Most SNPs are silent -- that is, they exert no discernible effect on gene function or phenotype. They can, however, have important consequences for individual susceptibility to disease and reactions to medical treatment. One of the better known associations of SNPS with disease results from the presence of the E4 allele, which is associated with a higher risk of developing Alzheimer's disease than the E2 allele. SNPs in the genes BRCA1 (breast cancer gene 1) and BRCA2 (breast cancer gene 2) that inactivate these tumor suppressors occur in five percent of all breast cancer cases and also put carriers at risk for developing ovarian cancer. The lifetime breast cancer risk for women who carry such genetic mutations is in the range of 50-80 percent.

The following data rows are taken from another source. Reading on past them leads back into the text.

//! Amperka Cube driver over its USB serial port.
//!
//! The cube firmware reads one newline-terminated command at a time:
//! `red`, `green` or `off`. Writes are best effort; a failed write is
//! logged at debug level and otherwise ignored, matching the device
//! contract in [`crate::device`].

use crate::device::{Device, DeviceOpener, OpenError};
use serialport::SerialPort;
use std::io::Write;
use std::time::Duration;

const BAUD_RATE: u32 = 9600;
const WRITE_TIMEOUT: Duration = Duration::from_millis(500);

/// Opens the cube at a serial port path such as `/dev/ttyACM0` or `COM3`.
#[derive(Clone, Debug)]
pub struct CubeOpener {
    port: String,
}

impl CubeOpener {
    pub fn new(port: impl Into<String>) -> Self {
        Self { port: port.into() }
    }
}

impl DeviceOpener for CubeOpener {
    type Device = SerialCube;

    fn open(&mut self) -> Result<SerialCube, OpenError> {
        let port = serialport::new(&self.port, BAUD_RATE)
            .timeout(WRITE_TIMEOUT)
            .open()
            .map_err(|err| OpenError::new(&self.port, err))?;
        tracing::debug!(port = %self.port, baud = BAUD_RATE, "cube port opened");
        Ok(SerialCube {
            port,
            name: self.port.clone(),
        })
    }
}

/// An open cube.
pub struct SerialCube {
    port: Box<dyn SerialPort>,
    name: String,
}

impl SerialCube {
    fn send(&mut self, command: &[u8]) {
        if let Err(err) = self.port.write_all(command).and_then(|()| self.port.flush()) {
            tracing::debug!(port = %self.name, error = %err, "cube write failed");
        }
    }
}

impl Device for SerialCube {
    fn red(&mut self) {
        self.send(b"red\n");
    }

    fn green(&mut self) {
        self.send(b"green\n");
    }

    fn off(&mut self) {
        self.send(b"off\n");
    }

    fn close(self) {
        tracing::debug!(port = %self.name, "cube port closed");
        drop(self.port);
    }
}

In addition to changes in single genes that affect disease risk, it is thought that particular combinations of SNPs located across multiple genes contribute to a predisposition to developing medical conditions. SNPs are also believed to underlie individual variation in response to medical treatments. An understanding of the genetic basis for drug response, usually referred to as pharmacogenomics, would have important clinical implications. By being able to predict how different individuals are likely to react to different drugs, a physician could tailor treatment to a specific patient's genetic profile, thus maximizing therapeutic benefit and minimizing hazardous side effects.

Currently, a vast literature exists reporting possible associations between SNPs and diseases. Some links are supported by multiple reports; other associations are plagued by conflicting reports possibly due to false positives, false negatives or true variations among the populations studied. Those associations with high penetrance -- ones that confer a relatively high disease risk of 50 to 80 percent -- have been most clearly defined. The situation for those with a lower penetrance is considerably murkier.

A recent study published in Nature examined the impact of possible false positives on the literature. In the study, a collaborative team spearheaded by investigators at the Whitehead Institute used a meta-analysis approach to examine 300 published studies covering 25 reported associations. The studies selected were follow-up reports that corroborated an association. If the initial report had been a false positive, by chance only 5 percent, or 15, of the follow-up studies should contain statistically significant data. In contrast, the meta-analysis showed that a much higher fraction, 59, of the replication studies were significant. Therefore, while false positives no doubt occur, many associations in the literature in fact can be replicated.

Investigators in the field are advocating approaches to SNP disease association studies that take into account function and biological plausibility and make use of large sample sizes that will increase the power to detect associations with small magnitude effects.